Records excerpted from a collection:
::::
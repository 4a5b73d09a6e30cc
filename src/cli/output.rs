use colored::*;
use serde::Serialize;
use std::path::PathBuf;

use crate::core::collector::{CollectSummary, StudentOutcome};

pub fn step(msg: &str) {
    println!("  {} {}", "....".cyan(), msg);
}

pub fn done(msg: &str) {
    println!("  {} {}", "DONE".green(), msg);
}

pub fn skip(msg: &str) {
    println!("  {} {}", "SKIP".yellow(), msg);
}

pub fn warn(msg: &str) {
    eprintln!("  {} {}", "WARN".yellow().bold(), msg);
}

pub fn fail(msg: &str) {
    eprintln!("  {} {}", "FAIL".red().bold(), msg);
}

/// Everything a run produced, for the final summary.
#[derive(Debug, Clone, Default, Serialize)]
pub struct RunReport {
    pub project: String,
    pub students: Vec<StudentLine>,
    pub collected: usize,
    pub empty_or_no_repo: usize,
    pub no_valid_commit: usize,
    pub baseline_files: usize,
    pub candidate_files: usize,
    pub report_url: Option<String>,
    pub report_path: Option<PathBuf>,
}

#[derive(Debug, Clone, Serialize)]
pub struct StudentLine {
    pub login: String,
    pub status: String,
    pub files: usize,
}

impl RunReport {
    pub fn new(project: &str) -> Self {
        Self {
            project: project.to_string(),
            ..Self::default()
        }
    }

    pub fn record_collection(&mut self, summary: &CollectSummary) {
        self.collected = summary.collected;
        self.empty_or_no_repo = summary.empty_or_no_repo;
        self.no_valid_commit = summary.no_valid_commit;
        self.students = summary
            .outcomes
            .iter()
            .map(|(login, outcome)| {
                let (status, files) = match outcome {
                    StudentOutcome::Collected(n) => ("collected", *n),
                    StudentOutcome::EmptyOrNoRepo => ("empty/no repo", 0),
                    StudentOutcome::NoValidCommit => ("no commit before deadline", 0),
                };
                StudentLine {
                    login: login.clone(),
                    status: status.to_string(),
                    files,
                }
            })
            .collect();
    }
}

/// Prints the counters right after collection, as the operator expects them.
pub fn print_counters(summary: &CollectSummary) {
    println!(
        "  {} with empty/no repos; {} with no commits before deadline",
        summary.empty_or_no_repo.to_string().yellow(),
        summary.no_valid_commit.to_string().yellow()
    );
}

pub struct OutputFormatter {
    format: String,
}

impl OutputFormatter {
    pub fn new(format: &str) -> Self {
        Self {
            format: format.to_string(),
        }
    }

    pub fn display(&self, report: &RunReport) {
        match self.format.as_str() {
            "json" => self.display_json(report),
            _ => self.display_table(report),
        }
    }

    fn display_json(&self, report: &RunReport) {
        match serde_json::to_string_pretty(report) {
            Ok(json) => println!("{}", json),
            Err(e) => fail(&format!("Could not serialize summary: {}", e)),
        }
    }

    fn display_table(&self, report: &RunReport) {
        println!();
        println!(
            "{}",
            format!("ap-moss v{}", env!("CARGO_PKG_VERSION")).bold()
        );
        println!("{}", "─".repeat(64));
        println!();
        println!("  Project:  {}", report.project.cyan());
        println!(
            "  Files:    {} baseline, {} submitted",
            report.baseline_files, report.candidate_files
        );
        println!();

        if !report.students.is_empty() {
            println!(
                "  {:<24} {:<8} {}",
                "Student".bold(),
                "Files".bold(),
                "Status".bold()
            );
            println!("  {}", "─".repeat(58));
            for line in &report.students {
                let status = match line.status.as_str() {
                    "collected" => line.status.green(),
                    _ => line.status.yellow(),
                };
                println!("  {:<24} {:<8} {}", line.login, line.files, status);
            }
            println!();
            println!("{}", "─".repeat(64));
        }

        println!();
        println!("  SUMMARY");
        println!(
            "    {} collected, {} empty/no repo, {} no commit before deadline",
            report.collected, report.empty_or_no_repo, report.no_valid_commit
        );
        if let Some(url) = &report.report_url {
            println!("    Report url: {}", url.cyan());
        }
        if let Some(path) = &report.report_path {
            println!("    Saved to:   {}", path.display());
        }
        println!();
    }
}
::::
## What to do:
How many lines in the entries include "Some"? Only the number is wanted.

## Solution below:
2